What the task asks: All of the listing should be transcribed exactly.

Material for this exercise:
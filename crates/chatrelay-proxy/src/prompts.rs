//! Prompt helpers for the single-message endpoint.

use chatrelay_core::Message;

/// System prompt used by `POST /simple` when the caller supplies none.
pub const DEFAULT_SYSTEM_PROMPT: &str = "You are a helpful, respectful and honest assistant. \
Always answer as helpfully as possible, while being safe. Your answers should not include any \
harmful, unethical, racist, sexist, toxic, dangerous, or illegal content. Please ensure that your \
responses are socially unbiased and positive in nature.

If a question is not clear or factually coherent, explain why instead of answering something not \
correct. If you don't know the answer to a question, please don't share false information.";

/// Build `[system, ...history, user]`.
pub fn create_chat_messages(
    user_message: &str,
    system_prompt: &str,
    history: &[Message],
) -> Vec<Message> {
    let mut messages = Vec::with_capacity(history.len() + 2);
    messages.push(Message::system(system_prompt));
    messages.extend_from_slice(history);
    messages.push(Message::user(user_message));
    messages
}

#[cfg(test)]
mod tests {
    use super::*;

    #[test]
    fn wraps_history_between_system_and_user() {
        let history = vec![Message::user("earlier"), Message::assistant("reply")];
        let messages = create_chat_messages("now", "be brief", &history);

        assert_eq!(messages.len(), 4);
        assert_eq!(messages[0], Message::system("be brief"));
        assert_eq!(messages[1..3], history[..]);
        assert_eq!(messages[3], Message::user("now"));
    }

    #[test]
    fn without_history_yields_two_messages() {
        let messages = create_chat_messages("hi", DEFAULT_SYSTEM_PROMPT, &[]);
        assert_eq!(messages.len(), 2);
        assert!(messages[0].content.starts_with("You are a helpful"));
    }
}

Finished task:
filename crates/chatrelay-proxy/src/prompts.rs
//! Prompt helpers for the single-message endpoint.

use chatrelay_core::Message;

/// System prompt used by `POST /simple` when the caller supplies none.
pub const DEFAULT_SYSTEM_PROMPT: &str = "You are a helpful, respectful and honest assistant. \
Always answer as helpfully as possible, while being safe. Your answers should not include any \
harmful, unethical, racist, sexist, toxic, dangerous, or illegal content. Please ensure that your \
responses are socially unbiased and positive in nature.

If a question is not clear or factually coherent, explain why instead of answering something not \
correct. If you don't know the answer to a question, please don't share false information.";

/// Build `[system, ...history, user]`.
pub fn create_chat_messages(
    user_message: &str,
    system_prompt: &str,
    history: &[Message],
) -> Vec<Message> {
    let mut messages = Vec::with_capacity(history.len() + 2);
    messages.push(Message::system(system_prompt));
    messages.extend_from_slice(history);
    messages.push(Message::user(user_message));
    messages
}

#[cfg(test)]
mod tests {
    use super::*;

    #[test]
    fn wraps_history_between_system_and_user() {
        let history = vec![Message::user("earlier"), Message::assistant("reply")];
        let messages = create_chat_messages("now", "be brief", &history);

        assert_eq!(messages.len(), 4);
        assert_eq!(messages[0], Message::system("be brief"));
        assert_eq!(messages[1..3], history[..]);
        assert_eq!(messages[3], Message::user("now"));
    }

    #[test]
    fn without_history_yields_two_messages() {
        let messages = create_chat_messages("hi", DEFAULT_SYSTEM_PROMPT, &[]);
        assert_eq!(messages.len(), 2);
        assert!(messages[0].content.starts_with("You are a helpful"));
    }
}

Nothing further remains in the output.